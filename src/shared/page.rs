//! Full-page HTML responses with the shared layout context.

use axum::{
    http::{header, StatusCode},
    response::{Html, IntoResponse, Response},
};
use minijinja::{context, Value};

use crate::core::error::{AppError, Result};
use crate::features::auth::model::AuthenticatedUser;
use crate::shared::constants::FLASH_COOKIE;
use crate::shared::cookies::expired_cookie;
use crate::shared::flash::IncomingFlash;
use crate::shared::templates;

/// Builder for a rendered page.
///
/// Adds `user` and `flash` to the template context, and clears the flash cookie
/// once its message has been shown.
pub struct HtmlPage<'a> {
    template: &'a str,
    status: StatusCode,
    viewer: Option<&'a AuthenticatedUser>,
    flash: IncomingFlash,
}

impl<'a> HtmlPage<'a> {
    pub fn new(template: &'a str) -> Self {
        Self {
            template,
            status: StatusCode::OK,
            viewer: None,
            flash: IncomingFlash::default(),
        }
    }

    pub fn status(mut self, status: StatusCode) -> Self {
        self.status = status;
        self
    }

    pub fn viewer(mut self, viewer: Option<&'a AuthenticatedUser>) -> Self {
        self.viewer = viewer;
        self
    }

    pub fn flash(mut self, flash: IncomingFlash) -> Self {
        self.flash = flash;
        self
    }

    pub fn render(self, page_ctx: Value) -> Result<Response> {
        let has_flash = self.flash.0.is_some();
        let ctx = context! {
            user => self.viewer,
            flash => self.flash.0,
            ..page_ctx
        };

        let body = templates::render(self.template, ctx).map_err(|e| {
            tracing::error!("Failed to render {}: {}", self.template, e);
            AppError::Internal(e.to_string())
        })?;

        let mut response = (self.status, Html(body)).into_response();
        if has_flash {
            if let Ok(value) = expired_cookie(FLASH_COOKIE).parse() {
                response.headers_mut().insert(header::SET_COOKIE, value);
            }
        }

        Ok(response)
    }
}
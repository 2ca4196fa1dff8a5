use std::sync::Arc;

use axum::{
    extract::{Path, Query, State},
    http::StatusCode,
    response::Response,
};
use minijinja::context;

use crate::core::error::{AppError, Result};
use crate::core::extractor::AppForm;
use crate::features::auth::guards::RequireStaff;
use crate::features::auth::model::AuthenticatedUser;
use crate::features::grievances::access;
use crate::features::grievances::dtos::GrievanceListQuery;
use crate::features::grievances::models::{GrievanceStatus, GrievanceView};
use crate::features::grievances::{GrievanceService, ResponseService, SearchScope};
use crate::features::staff::dtos::{StaffAction, StaffActionForm};
use crate::features::staff::services::DashboardService;
use crate::features::users::UserService;
use crate::shared::flash::{redirect_with_flash, Flash, IncomingFlash};
use crate::shared::page::HtmlPage;
use crate::shared::validation::FormErrors;

const DETAIL_TEMPLATE: &str = "staff/grievance_detail.html";

/// State for staff handlers
#[derive(Clone)]
pub struct StaffState {
    pub dashboard: Arc<DashboardService>,
    pub grievances: Arc<GrievanceService>,
    pub responses: Arc<ResponseService>,
    pub users: Arc<UserService>,
}

/// Totals per status
pub async fn dashboard(
    RequireStaff(user): RequireStaff,
    State(state): State<StaffState>,
    flash: IncomingFlash,
) -> Result<Response> {
    let counts = state.dashboard.status_counts().await?;

    HtmlPage::new("staff/dashboard.html")
        .viewer(Some(&user))
        .flash(flash)
        .render(context! { counts => counts })
}

/// Every grievance, filterable by status and text
pub async fn grievance_list(
    RequireStaff(user): RequireStaff,
    State(state): State<StaffState>,
    flash: IncomingFlash,
    Query(query): Query<GrievanceListQuery>,
) -> Result<Response> {
    let filter = query.filter();
    let page = state
        .grievances
        .search(SearchScope::All, &filter, query.page())
        .await?;

    HtmlPage::new("staff/grievance_list.html")
        .viewer(Some(&user))
        .flash(flash)
        .render(context! {
            page => page,
            filter_query => filter.query_suffix(),
            search => filter.text.unwrap_or_default(),
            status => filter.status.as_param(),
            status_choices => GrievanceStatus::choices(),
        })
}

/// Triage page: status form, thread and reply form
pub async fn grievance_detail(
    RequireStaff(user): RequireStaff,
    State(state): State<StaffState>,
    flash: IncomingFlash,
    Path(reference_id): Path<String>,
) -> Result<Response> {
    let grievance = state.grievances.get_by_reference(&reference_id).await?;

    render_detail(
        &state,
        &user,
        grievance,
        flash,
        StatusCode::OK,
        "",
        &FormErrors::new(),
    )
    .await
}

/// Handle either the status form or the reply form
pub async fn grievance_action(
    RequireStaff(user): RequireStaff,
    State(state): State<StaffState>,
    Path(reference_id): Path<String>,
    AppForm(form): AppForm<StaffActionForm>,
) -> Result<Response> {
    let grievance = state.grievances.get_by_reference(&reference_id).await?;
    let detail_url = format!("/staff/grievances/{}", grievance.reference_id);

    match form.action() {
        StaffAction::UpdateStatus(Some(status)) => {
            if !access::can_set_status(&user) {
                return Err(AppError::permission_denied());
            }
            state
                .grievances
                .set_status(&grievance.reference_id, status, &user)
                .await?;
            Ok(redirect_with_flash(
                &detail_url,
                Flash::success("Status updated successfully."),
            ))
        }
        StaffAction::UpdateStatus(None) => {
            let mut errors = FormErrors::new();
            errors.add(
                "status",
                "Select a valid choice. That choice is not one of the available choices.",
            );
            render_detail(
                &state,
                &user,
                grievance,
                IncomingFlash::default(),
                StatusCode::UNPROCESSABLE_ENTITY,
                "",
                &errors,
            )
            .await
        }
        StaffAction::AddResponse(body) => {
            if !access::can_respond(&user, &grievance) {
                return Err(AppError::permission_denied());
            }
            match state
                .responses
                .add_response(&grievance.reference_id, &user, &body)
                .await
            {
                Ok(_) => Ok(redirect_with_flash(
                    &detail_url,
                    Flash::success("Response added successfully."),
                )),
                Err(AppError::Validation(msg)) => {
                    let mut errors = FormErrors::new();
                    errors.add("response", msg);
                    render_detail(
                        &state,
                        &user,
                        grievance,
                        IncomingFlash::default(),
                        StatusCode::UNPROCESSABLE_ENTITY,
                        &body,
                        &errors,
                    )
                    .await
                }
                Err(e) => Err(e),
            }
        }
        StaffAction::None => {
            render_detail(
                &state,
                &user,
                grievance,
                IncomingFlash::default(),
                StatusCode::OK,
                "",
                &FormErrors::new(),
            )
            .await
        }
    }
}

async fn render_detail(
    state: &StaffState,
    user: &AuthenticatedUser,
    grievance: GrievanceView,
    flash: IncomingFlash,
    status: StatusCode,
    response_draft: &str,
    errors: &FormErrors,
) -> Result<Response> {
    let responses = state
        .responses
        .list_responses(&grievance.reference_id)
        .await?;
    let profile = state.users.get_profile(grievance.user_id).await?;

    HtmlPage::new(DETAIL_TEMPLATE)
        .status(status)
        .viewer(Some(user))
        .flash(flash)
        .render(context! {
            grievance => grievance,
            submitter_phone => profile.as_ref().map(|p| p.phone.clone()),
            submitter_address => profile.map(|p| p.address),
            responses => responses,
            status_choices => GrievanceStatus::choices(),
            response_draft => response_draft,
            errors => errors,
        })
}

Exercise description: Print the records above verbatim from their first line to the line containing "let has_flash = self.flash.0.is_some();", both included, and stop there.

Response:
filename src/shared/page.rs
//! Full-page HTML responses with the shared layout context.

use axum::{
    http::{header, StatusCode},
    response::{Html, IntoResponse, Response},
};
use minijinja::{context, Value};

use crate::core::error::{AppError, Result};
use crate::features::auth::model::AuthenticatedUser;
use crate::shared::constants::FLASH_COOKIE;
use crate::shared::cookies::expired_cookie;
use crate::shared::flash::IncomingFlash;
use crate::shared::templates;

/// Builder for a rendered page.
///
/// Adds `user` and `flash` to the template context, and clears the flash cookie
/// once its message has been shown.
pub struct HtmlPage<'a> {
    template: &'a str,
    status: StatusCode,
    viewer: Option<&'a AuthenticatedUser>,
    flash: IncomingFlash,
}

impl<'a> HtmlPage<'a> {
    pub fn new(template: &'a str) -> Self {
        Self {
            template,
            status: StatusCode::OK,
            viewer: None,
            flash: IncomingFlash::default(),
        }
    }

    pub fn status(mut self, status: StatusCode) -> Self {
        self.status = status;
        self
    }

    pub fn viewer(mut self, viewer: Option<&'a AuthenticatedUser>) -> Self {
        self.viewer = viewer;
        self
    }

    pub fn flash(mut self, flash: IncomingFlash) -> Self {
        self.flash = flash;
        self
    }

    pub fn render(self, page_ctx: Value) -> Result<Response> {
        let has_flash = self.flash.0.is_some();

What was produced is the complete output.